When we were breaking up, I realized that I really didn't have anyone out here on this coast. There was work to be done. On ME and MY LIFE.

I've had no choice in recent months but to go outside of my comfort zone, drop the social anxiety that had been plaguing me for two years and make friends. And I have. I am very pleased with the way that once I really made an effort to meet new people I did. Once you open yourself to something and your energy reflects that change people recognize it.

Although, there's nothing like having tons of people around you to make you feel alone, like no one really knows you. No one out here really does know me. Except for him, the person who knows me better than anyone else on this entire planet. But I will continue to forge ahead and keep trying.  There is no other option. Sink or swim.

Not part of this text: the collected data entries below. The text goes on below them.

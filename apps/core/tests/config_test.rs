use std::path::PathBuf;
use std::time::{SystemTime, UNIX_EPOCH};

use keyspring_core::config::{self, Config};

fn unique_path(tag: &str) -> PathBuf {
    let unique = SystemTime::now()
        .duration_since(UNIX_EPOCH)
        .unwrap()
        .as_nanos();
    std::env::temp_dir().join(format!("keyspring-config-{tag}-{unique}.toml"))
}

#[test]
fn defaults_are_valid_and_live_under_app_data() {
    let cfg = Config::default();

    assert_eq!(cfg.hotkey, "Ctrl+Alt+O");
    assert!(cfg
        .registry_path
        .to_string_lossy()
        .to_ascii_lowercase()
        .contains("keyspring"));
    assert!(cfg
        .config_path
        .to_string_lossy()
        .to_ascii_lowercase()
        .contains("keyspring"));
    assert!(config::validate(&cfg).is_ok());
}

#[test]
fn rejects_unparseable_hotkey() {
    let cfg = Config {
        hotkey: "O".to_string(),
        ..Default::default()
    };
    assert!(config::validate(&cfg).is_err());
}

#[test]
fn rejects_empty_backend_program() {
    let cfg = Config {
        backend_program: "  ".to_string(),
        ..Default::default()
    };
    assert!(config::validate(&cfg).is_err());
}

#[test]
fn save_then_load_round_trips() {
    let cfg = Config {
        hotkey: "Ctrl+Shift+P".to_string(),
        backend_program: "other-ranker".to_string(),
        channel_name: "other-channel".to_string(),
        registry_path: PathBuf::from("/tmp/keyspring-other-commands.toml"),
        config_path: unique_path("roundtrip"),
        launch_at_startup: true,
    };

    config::save(&cfg).unwrap();
    let loaded = config::load(Some(cfg.config_path.clone())).unwrap();

    assert_eq!(loaded, cfg);

    std::fs::remove_file(cfg.config_path).unwrap();
}

#[test]
fn sparse_document_keeps_defaults_for_missing_fields() {
    let path = unique_path("sparse");
    std::fs::write(&path, "hotkey = \"Ctrl+Shift+P\"\n").unwrap();

    let loaded = config::load(Some(path.clone())).unwrap();

    assert_eq!(loaded.hotkey, "Ctrl+Shift+P");
    assert_eq!(loaded.backend_program, config::DEFAULT_BACKEND_PROGRAM);
    assert_eq!(loaded.channel_name, config::DEFAULT_CHANNEL_NAME);

    std::fs::remove_file(path).unwrap();
}

#[test]
fn unknown_keys_are_ignored() {
    let path = unique_path("unknown");
    std::fs::write(&path, "whatever = 3\nhotkey = \"Alt+Space\"\n").unwrap();

    let loaded = config::load(Some(path.clone())).unwrap();
    assert_eq!(loaded.hotkey, "Alt+Space");

    std::fs::remove_file(path).unwrap();
}

#[test]
fn malformed_document_is_a_parse_error() {
    let path = unique_path("malformed");
    std::fs::write(&path, "hotkey = [broken").unwrap();

    assert!(config::load(Some(path.clone())).is_err());

    std::fs::remove_file(path).unwrap();
}

#[test]
fn missing_document_loads_defaults() {
    let path = unique_path("missing");
    let loaded = config::load(Some(path.clone())).unwrap();

    assert_eq!(loaded.hotkey, config::DEFAULT_HOTKEY);
    assert_eq!(loaded.config_path, path);
}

I can't stress enough how important it is in a long term relationship to keep your own identity! It is so easy to just melt together into one person. I've seen so many couples just slowly give up little pieces of themselves for the other person until they don't have their own identity. The tricky part about this is that in a way it feels so good to do this for another person. And who wants to think about the breakup when you're waist deep in love? Well, think of it this way: you are not only protecting yourself in case you and your other half break up but you are actually preserving the relationship by maintaining a level of mystique and thus keeping yourself interesting to the other party.

I was talking to one of my best friends the other week about this. She also just got out of a long term relationship (7 years). We are each other's sponsors, lol, for moral support.

Her: I can't believe how much I just gave up for her.

Me: Yeah, I know, like how do you forget about the most important person in your life? YOU!

Her: Seriously. I would have never gone to that awesome lecture if I was still with her. I would have rushed home instead. But ya know what? I know this is fucked up, but I would do it all over again if we got back together.

Me: Yeah, so would I. And that's what I'm afraid of.